(Saved entries)
*****

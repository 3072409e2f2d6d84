//! The active filter list
//!
//! Filters are addressed by 1-based ordinals in list order. Removing a filter
//! shifts the ordinals of everything after it down by one.

use super::error::FilterError;
use super::instance::FilterInstance;

/// Ordered list of active filters
#[derive(Debug, Clone, Default)]
pub struct FilterList {
    filters: Vec<FilterInstance>,
}

impl FilterList {
    #[must_use]
    pub const fn new() -> Self {
        Self {
            filters: Vec::new(),
        }
    }

    /// Append a filter
    ///
    /// # Errors
    ///
    /// Returns `FilterError::ConflictingGroupNegation` if the filter is a
    /// collection filter whose negation differs from an active one.
    pub fn push(&mut self, filter: FilterInstance) -> Result<(), FilterError> {
        if filter.is_group_filter()
            && self
                .filters
                .iter()
                .any(|f| f.is_group_filter() && f.negated() != filter.negated())
        {
            return Err(FilterError::ConflictingGroupNegation);
        }
        self.filters.push(filter);
        Ok(())
    }

    /// Remove the filter at a 1-based ordinal
    ///
    /// # Errors
    ///
    /// Returns `FilterError::InvalidOrdinal` if no filter has that ordinal.
    pub fn remove(&mut self, ordinal: usize) -> Result<FilterInstance, FilterError> {
        if ordinal == 0 || ordinal > self.filters.len() {
            return Err(FilterError::InvalidOrdinal {
                ordinal,
                len: self.filters.len(),
            });
        }
        Ok(self.filters.remove(ordinal - 1))
    }

    pub fn reset(&mut self) {
        self.filters.clear();
    }

    /// Replace the whole list, used by the selection engine after resolution
    pub(crate) fn replace(&mut self, filters: Vec<FilterInstance>) {
        self.filters = filters;
    }

    #[must_use]
    pub fn get(&self, ordinal: usize) -> Option<&FilterInstance> {
        ordinal.checked_sub(1).and_then(|idx| self.filters.get(idx))
    }

    pub fn iter(&self) -> std::slice::Iter<'_, FilterInstance> {
        self.filters.iter()
    }

    #[must_use]
    pub fn as_slice(&self) -> &[FilterInstance] {
        &self.filters
    }

    #[must_use]
    pub fn len(&self) -> usize {
        self.filters.len()
    }

    #[must_use]
    pub fn is_empty(&self) -> bool {
        self.filters.is_empty()
    }

    #[must_use]
    pub fn has_placeholders(&self) -> bool {
        self.filters.iter().any(FilterInstance::is_placeholder)
    }

    /// Whether any collection filter is active, resolved or not
    #[must_use]
    pub fn has_group_filters(&self) -> bool {
        self.filters.iter().any(FilterInstance::is_group_filter)
    }

    /// Numbered descriptions, one per line
    #[must_use]
    pub fn describe(&self) -> Vec<String> {
        self.filters
            .iter()
            .enumerate()
            .map(|(idx, f)| format!("{}. {}", idx + 1, f.describe()))
            .collect()
    }

    /// Command lines that recreate the list
    #[must_use]
    pub fn commands(&self) -> Vec<String> {
        self.filters.iter().map(FilterInstance::command).collect()
    }
}

impl<'a> IntoIterator for &'a FilterList {
    type Item = &'a FilterInstance;
    type IntoIter = std::slice::Iter<'a, FilterInstance>;

    fn into_iter(self) -> Self::IntoIter {
        self.filters.iter()
    }
}

#[cfg(test)]
mod tests {
    use super::*;
    use crate::filters::Registry;
    use crate::testing::fixed_context;

    fn filter(line: &str) -> FilterInstance {
        Registry::parse_command(line, &fixed_context()).unwrap()
    }

    #[test]
    fn test_remove_keeps_relative_order() {
        let mut list = FilterList::new();
        list.push(filter("stars 5")).unwrap();
        list.push(filter("bpm 180")).unwrap();
        list.push(filter("length 90")).unwrap();

        let removed = list.remove(1).unwrap();
        assert_eq!(removed.template().key, "stars");
        assert_eq!(list.get(1).unwrap().template().key, "bpm");
        assert_eq!(list.get(2).unwrap().template().key, "length");
        assert!(list.get(3).is_none());
    }

    #[test]
    fn test_remove_out_of_range() {
        let mut list = FilterList::new();
        list.push(filter("stars 5")).unwrap();
        assert_eq!(
            list.remove(0).unwrap_err(),
            FilterError::InvalidOrdinal { ordinal: 0, len: 1 }
        );
        assert!(list.remove(2).is_err());
        assert_eq!(list.len(), 1);
    }

    #[test]
    fn test_reset_clears() {
        let mut list = FilterList::new();
        list.push(filter("stars 5")).unwrap();
        list.reset();
        assert!(list.is_empty());
    }

    #[test]
    fn test_group_filters_must_share_negation() {
        let mut list = FilterList::new();
        list.push(filter("collection a")).unwrap();
        list.push(filter("collection b")).unwrap();
        assert_eq!(
            list.push(filter("!collection c")).unwrap_err(),
            FilterError::ConflictingGroupNegation
        );
        assert_eq!(list.len(), 2);
    }

    #[test]
    fn test_describe_is_numbered() {
        let mut list = FilterList::new();
        list.push(filter("stars 5")).unwrap();
        list.push(filter("!author RLC")).unwrap();
        assert_eq!(
            list.describe(),
            vec!["1. Star rating at least 5", "2. Not mapped by RLC"]
        );
        assert_eq!(list.commands(), vec!["stars 5", "!author RLC"]);
    }
}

*****

## Problem
Please determine how many lines of the records above contain "active", and state that number only.

## Exercise response
4